Enabling compression between Kibana <--> Elasticsearch servers

mshustov commented 2 years ago

Kibana relies on the elasticsearch-js client defaults with compression: false https://www.elastic.co/guide/en/elasticsearch/client/javascript-api/current/basic-config.html

While enabling compression adds some runtime performance overhead, it might drastically reduce transmission time and increase network bandwidth. We should conduct load testing for Cloud and on-prem instances to decide whether Kibana will set compression: true by default or we expose it as elasticsearch.compression configuration setting.

A side note: it might be interesting to calculate how much it affects the Data transfer reductions initiative on Cloud.

Subtasks

[x] allow to configure compression for the ES client - https://github.com/elastic/kibana/pull/124009
[x] conduct load testing to understand the bandwidth and cpu usage consequences of enabling compression
[ ] decide if we should enable compression by default

elasticmachine commented 2 years ago

Pinging @elastic/kibana-core (Team:Core)

delvedor commented 2 years ago

The v7 client has two compression options:

suggestCompression: if true, asks ES for compressed data via accept-encoding header.
compression: if true, sends compressed data to ES

The v8 client has a single compression option, which does both.

Furthermore, if you enable compression and are using maxResponseSize, remember to configure maxCompressedResponseSize as well.

The client defaults to false unless you are using Elastic Cloud (detected via the cloud id option), in such case, it will enable compression by default as it's recommended with Elastic Cloud.

mshustov commented 2 years ago

The client defaults to false unless you are using Elastic Cloud (detected via the cloud id option), in such case, it will enable compression by default as it's recommended with Elastic Cloud.

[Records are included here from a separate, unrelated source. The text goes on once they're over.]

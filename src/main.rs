mod cli;
mod command;

use clap::Parser;
use cli::{Cli, Command};
use tracing_subscriber::EnvFilter;

#[tokio::main]
async fn main() {
    tracing_subscriber::fmt()
        .with_env_filter(EnvFilter::from_default_env())
        .with_writer(std::io::stderr)
        .init();

    let cli = Cli::parse();

    match cli.command {
        Command::Copy {
            value,
            file,
            format,
            no_fallback,
            mime_type,
            force_legacy,
        } => {
            let request = command::CopyRequest {
                value,
                file,
                format,
                fallback: !no_fallback,
                mime_type,
                force_legacy,
            };
            if let Err(e) = command::run_copy(request).await {
                tracing::error!(error = %e, "copy failed");
                eprintln!("copyx copy: {e}");
                std::process::exit(1);
            }
        }
        Command::Demo {
            reset_delay_ms,
            keep_history,
            image,
        } => {
            let config = command::DemoConfig {
                reset_delay: std::time::Duration::from_millis(reset_delay_ms),
                keep_history,
                image,
            };
            if let Err(e) = command::run_demo(config).await {
                tracing::error!(error = %e, "demo failed");
                eprintln!("copyx demo: {e}");
                std::process::exit(1);
            }
        }
    }
}
//! Copy text, HTML, JSON and images to the clipboard with layered
//! fallbacks.
//!
//! [`writer::write`] is the core: one call, one best-effort copy through
//! the strategies for the requested format. [`state::Copier`] wraps it
//! with observable state for interactive front-ends. Platform access
//! goes through the [`port`] traits so both run without a real
//! clipboard in tests.

pub mod port;
pub mod state;
pub mod writer;

pub use port::Ports;
pub use state::{Copier, CopyOptions, CopyState, HistoryEntry};
pub use writer::{Blob, CopyError, CopyFormat, CopyValue, ErrorKind, WriteOptions, write};
//! OSC 52 legacy copy: synthetic-selection copy for terminals.
//!
//! Keeps a tiny in-memory document of off-screen fields. Selecting a
//! field and firing the copy command writes the selected text to the
//! terminal as `ESC ] 52 ; c ; <base64> BEL`, which most terminal
//! emulators (and tmux with `set-clipboard on`) forward to the host
//! clipboard. In the system port set it only runs after an xclip
//! rejection, since a missing X display fails the copy up front.

use std::collections::HashMap;
use std::io::Write;
use std::sync::Mutex;

use base64::Engine;
use base64::engine::general_purpose::STANDARD;

use super::{FieldId, LegacyCopyPort, PortError};

/// Terminals silently drop OSC 52 payloads past roughly this size.
pub const MAX_OSC52_BYTES: usize = 100_000;

#[derive(Debug, Default)]
struct Document {
    fields: HashMap<FieldId, String>,
    selection: Option<FieldId>,
}

/// [`LegacyCopyPort`] that emits OSC 52 sequences to `W`.
pub struct Osc52LegacyCopy<W> {
    doc: Mutex<Document>,
    out: Mutex<W>,
}

impl<W: Write + Send> Osc52LegacyCopy<W> {
    pub fn new(out: W) -> Self {
        Self {
            doc: Mutex::new(Document::default()),
            out: Mutex::new(out),
        }
    }

    /// Number of fields currently attached to the document.
    pub fn field_count(&self) -> usize {
        self.doc.lock().map(|d| d.fields.len()).unwrap_or(0)
    }

    /// Consume the port and return the output sink.
    pub fn into_inner(self) -> W {
        self.out
            .into_inner()
            .unwrap_or_else(|poisoned| poisoned.into_inner())
    }
}

/// Build the OSC 52 sequence that sets the clipboard selection.
pub fn osc52_sequence(content: &str) -> String {
    format!("\x1b]52;c;{}\x07", STANDARD.encode(content))
}

impl<W: Write + Send> LegacyCopyPort for Osc52LegacyCopy<W> {
    fn create_field(&self) -> Result<FieldId, PortError> {
        let mut doc = self
            .doc
            .lock()
            .map_err(|_| PortError::Rejected("legacy document poisoned".into()))?;
        let id = FieldId(uuid::Uuid::new_v4());
        doc.fields.insert(id, String::new());
        Ok(id)
    }

    fn set_content(&self, field: FieldId, content: &str) {
        if let Ok(mut doc) = self.doc.lock()
            && let Some(value) = doc.fields.get_mut(&field)
        {
            content.clone_into(value);
        }
    }

    fn select_all(&self, field: FieldId) {
        if let Ok(mut doc) = self.doc.lock()
            && doc.fields.contains_key(&field)
        {
            doc.selection = Some(field);
        }
    }

    fn exec_copy(&self) -> bool {
        let selected = match self.doc.lock() {
            Ok(doc) => doc
                .selection
                .and_then(|id| doc.fields.get(&id))
                .cloned(),
            Err(_) => None,
        };
        let Some(text) = selected else {
            tracing::debug!("legacy copy with empty selection");
            return false;
        };
        if text.len() > MAX_OSC52_BYTES {
            tracing::warn!(bytes = text.len(), "selection too large for OSC 52");
            return false;
        }

        let Ok(mut out) = self.out.lock() else {
            return false;
        };
        match out
            .write_all(osc52_sequence(&text).as_bytes())
            .and_then(|()| out.flush())
        {
            Ok(()) => true,
            Err(e) => {
                tracing::warn!(error = %e, "failed to emit OSC 52 sequence");
                false
            }
        }
    }

    fn remove_field(&self, field: FieldId) {
        if let Ok(mut doc) = self.doc.lock() {
            doc.fields.remove(&field);
            if doc.selection == Some(field) {
                doc.selection = None;
            }
        }
    }
}
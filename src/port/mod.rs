//! Port abstraction: injectable clipboard capabilities.
//!
//! The writer never touches a platform clipboard directly. Everything it
//! needs is split into three sub-interfaces: the clipboard itself, the
//! legacy synthetic-copy facility, and the blob-to-data-URL decoder.
//! Platform adapters implement one or more of them; [`Ports`] composes
//! them for a single writer call.

pub mod data_url;
#[cfg(test)]
pub(crate) mod fake;
pub mod osc52;
pub mod xclip;

use std::sync::Arc;

use async_trait::async_trait;
use bytes::Bytes;

use crate::writer::value::Blob;

pub use data_url::DataUrlDecoder;
pub use osc52::Osc52LegacyCopy;
pub use xclip::XclipClipboard;

/// Errors returned by port adapters.
#[derive(Debug, thiserror::Error)]
pub enum PortError {
    /// The capability exists but cannot handle this request (e.g. no
    /// structured writes, unknown MIME target).
    #[error("unsupported: {0}")]
    Unsupported(String),

    /// The platform refused the write (e.g. permission denied, helper
    /// exited non-zero).
    #[error("rejected: {0}")]
    Rejected(String),

    #[error("I/O error: {0}")]
    Io(#[from] std::io::Error),
}

/// One MIME-typed representation of a clipboard item.
#[derive(Debug, Clone, PartialEq, Eq)]
pub struct Representation {
    pub mime: String,
    pub data: Bytes,
}

/// A structured clipboard item: several representations of the same
/// logical content, in order of preference.
#[derive(Debug, Clone, Default, PartialEq, Eq)]
pub struct ClipboardItem {
    representations: Vec<Representation>,
}

impl ClipboardItem {
    pub fn new() -> Self {
        Self::default()
    }

    /// Add a representation. Later entries are less preferred.
    pub fn with(mut self, mime: impl Into<String>, data: impl Into<Bytes>) -> Self {
        self.representations.push(Representation {
            mime: mime.into(),
            data: data.into(),
        });
        self
    }

    pub fn representations(&self) -> &[Representation] {
        &self.representations
    }

    /// Payload for a given MIME type, if present.
    pub fn get(&self, mime: &str) -> Option<&Bytes> {
        self.representations
            .iter()
            .find(|r| r.mime == mime)
            .map(|r| &r.data)
    }
}

/// Writes the system clipboard.
///
/// `Send + Sync` because the adapter drives writes from spawned tasks.
#[async_trait]
pub trait ClipboardPort: Send + Sync {
    /// Whether any clipboard facility exists in this runtime.
    fn is_available(&self) -> bool;

    /// Whether [`write_structured`](Self::write_structured) can be used.
    /// Probed at call time, not inferred from the type.
    fn supports_structured(&self) -> bool;

    /// Replace the clipboard with a plain-text entry.
    async fn write_text(&self, text: &str) -> Result<(), PortError>;

    /// Replace the clipboard with a multi-representation item.
    async fn write_structured(&self, item: &ClipboardItem) -> Result<(), PortError>;
}

/// Handle to an off-screen text field created by a [`LegacyCopyPort`].
#[derive(Debug, Clone, Copy, PartialEq, Eq, Hash)]
pub struct FieldId(pub uuid::Uuid);

/// Legacy synthetic-copy facility.
///
/// Mirrors the old select-then-copy technique: create a hidden field,
/// fill it, select it, fire the copy command, remove the field. Callers
/// should hold the field through [`OffscreenField`] so removal happens
/// on every exit path.
pub trait LegacyCopyPort: Send + Sync {
    fn create_field(&self) -> Result<FieldId, PortError>;

    fn set_content(&self, field: FieldId, content: &str);

    fn select_all(&self, field: FieldId);

    /// Run the copy command against the current selection. Returns
    /// whether the platform reported success.
    fn exec_copy(&self) -> bool;

    fn remove_field(&self, field: FieldId);
}

/// Converts binary data into a base64 `data:` URL.
#[async_trait]
pub trait BlobDecoderPort: Send + Sync {
    async fn read_as_data_url(&self, blob: &Blob) -> Result<String, PortError>;
}

/// Scoped off-screen field. Removed from the port when dropped.
pub struct OffscreenField<'a> {
    port: &'a dyn LegacyCopyPort,
    id: FieldId,
}

impl<'a> OffscreenField<'a> {
    pub fn create(port: &'a dyn LegacyCopyPort) -> Result<Self, PortError> {
        let id = port.create_field()?;
        Ok(Self { port, id })
    }

    /// Fill the field, select it and fire the legacy copy command.
    pub fn copy(&self, content: &str) -> bool {
        self.port.set_content(self.id, content);
        self.port.select_all(self.id);
        self.port.exec_copy()
    }
}

impl Drop for OffscreenField<'_> {
    fn drop(&mut self) {
        self.port.remove_field(self.id);
    }
}

/// A composed set of ports for one writer.
///
/// Cheap to clone; the adapter hands a clone to every copy call.
#[derive(Clone)]
pub struct Ports {
    pub clipboard: Arc<dyn ClipboardPort>,
    pub legacy: Arc<dyn LegacyCopyPort>,
    pub decoder: Arc<dyn BlobDecoderPort>,
}

impl Ports {
    /// The system ports: xclip for the clipboard, OSC 52 on stdout for
    /// the legacy path, and the in-process data-URL encoder.
    pub fn system() -> Self {
        Self {
            clipboard: Arc::new(XclipClipboard::new()),
            legacy: Arc::new(Osc52LegacyCopy::new(std::io::stdout())),
            decoder: Arc::new(DataUrlDecoder),
        }
    }
}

Ok, we have to set compression: true explicitly then. Since Kibana doesn't configure the cloud option.

pgayvallet commented 2 years ago

We should conduct load testing for Cloud and on-prem instances to decide whether Kibana will set compression: true by default or we expose it as elasticsearch.compression configuration setting.

We could start by exposing this new elasticsearch.compression config property while preserving the current default value of false, and then, depending on the results of the perf/load testing, decide if we want to switch the default to true later. It would allow customers really wanting/needing this feature to use it asap.

massimobrignoli commented 2 years ago

I agree with this approach. One of our customer with 1000 users in kibana, 3000 dashboards and 4000 queries/minute has tested it and has seen the network traffic dropping by 90% going from 500GB/hour to 50GB/hour.

Of course not all the query will benefit (small queries with a very small result set can be slower) and the CPU usage will increase a bit. But let the users decide.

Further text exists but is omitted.